(Provided information Opens)

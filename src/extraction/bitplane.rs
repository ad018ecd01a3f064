//! Bit-plane and LSB extraction.
//!
//! A bit plane isolates one binary digit of every sample in a channel.
//! Plane 0 is the least significant bit, where LSB steganography hides
//! its payload.

use super::{Channel, ChannelSet, Matrix};
use serde::{Deserialize, Serialize};

/// Number of bit planes in an 8-bit sample.
pub const PLANE_COUNT: u8 = 8;

/// Returns bit `position` of `value` as 0 or 1.
///
/// Positions above 7 always yield 0.
#[inline]
pub fn extract_bit(value: u8, position: u8) -> u8 {
    value.checked_shr(u32::from(position)).unwrap_or(0) & 1
}

/// Returns the least significant bit of `value`.
#[inline]
pub fn extract_lsb(value: u8) -> u8 {
    value & 1
}

/// Extracts bit `position` of every cell.
pub fn extract_plane(matrix: &Matrix, position: u8) -> Matrix {
    matrix.map(|v| extract_bit(v, position))
}

/// One bit position across all three channels.
#[derive(Debug, Clone, PartialEq, Eq, Serialize, Deserialize)]
pub struct BitPlane {
    /// Bit position, 0 (LSB) through 7 (MSB).
    pub plane: u8,
    #[serde(flatten)]
    pub channels: ChannelSet,
}

impl BitPlane {
    /// Returns the binary matrix for `channel`.
    pub fn get(&self, channel: Channel) -> &Matrix {
        self.channels.get(channel)
    }
}

/// Extracts all eight bit planes, ordered from plane 0 to plane 7.
pub fn extract_bit_planes(channels: &ChannelSet) -> Vec<BitPlane> {
    (0..PLANE_COUNT)
        .map(|plane| BitPlane {
            plane,
            channels: channels.map(|v| extract_bit(v, plane)),
        })
        .collect()
}

/// Extracts the least significant bit of every channel.
pub fn extract_lsb_planes(channels: &ChannelSet) -> ChannelSet {
    channels.map(extract_lsb)
}

#[cfg(test)]
mod tests {
    use super::*;

    fn two_by_two(red: [u8; 4]) -> ChannelSet {
        let m = |d: [u8; 4]| Matrix::from_vec(d.to_vec(), 2, 2).unwrap();
        ChannelSet {
            red: m(red),
            green: m([0; 4]),
            blue: m([255; 4]),
        }
    }

    #[test]
    fn test_extract_bit() {
        assert_eq!(extract_bit(0b1010_0101, 0), 1);
        assert_eq!(extract_bit(0b1010_0101, 1), 0);
        assert_eq!(extract_bit(0b1010_0101, 7), 1);
        assert_eq!(extract_bit(0xFF, 8), 0);
    }

    #[test]
    fn test_byte_reconstructs_from_planes() {
        for v in 0..=255u8 {
            let rebuilt: u32 = (0..PLANE_COUNT)
                .map(|p| u32::from(extract_bit(v, p)) << p)
                .sum();
            assert_eq!(rebuilt, u32::from(v));
        }
    }

    #[test]
    fn test_lsb_matches_plane_zero() {
        for v in 0..=255u8 {
            assert_eq!(extract_lsb(v), extract_bit(v, 0));
        }
    }

    #[test]
    fn test_two_by_two_red_planes() {
        let channels = two_by_two([0, 1, 2, 3]);
        let planes = extract_bit_planes(&channels);

        assert_eq!(planes.len(), 8);
        assert_eq!(planes[0].get(Channel::Red).to_rows(), vec![vec![0, 1], vec![0, 1]]);
        assert_eq!(planes[1].get(Channel::Red).to_rows(), vec![vec![0, 0], vec![1, 1]]);
        assert!(planes[7].get(Channel::Blue).as_slice().iter().all(|&b| b == 1));
    }

    #[test]
    fn test_lsb_planes_equal_bit_plane_zero() {
        let channels = two_by_two([7, 8, 9, 10]);
        let planes = extract_bit_planes(&channels);
        let lsb = extract_lsb_planes(&channels);

        assert_eq!(planes[0].channels, lsb);
    }
}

(Provided information Closes)

◆ **Problem to work on**
Output, exactly and with no other text, the line that contains "let lsb = extract_lsb_planes(&channels);" and all lines from there to the end of the records.

◆ **Your solution**
        let lsb = extract_lsb_planes(&channels);

        assert_eq!(planes[0].channels, lsb);
    }
}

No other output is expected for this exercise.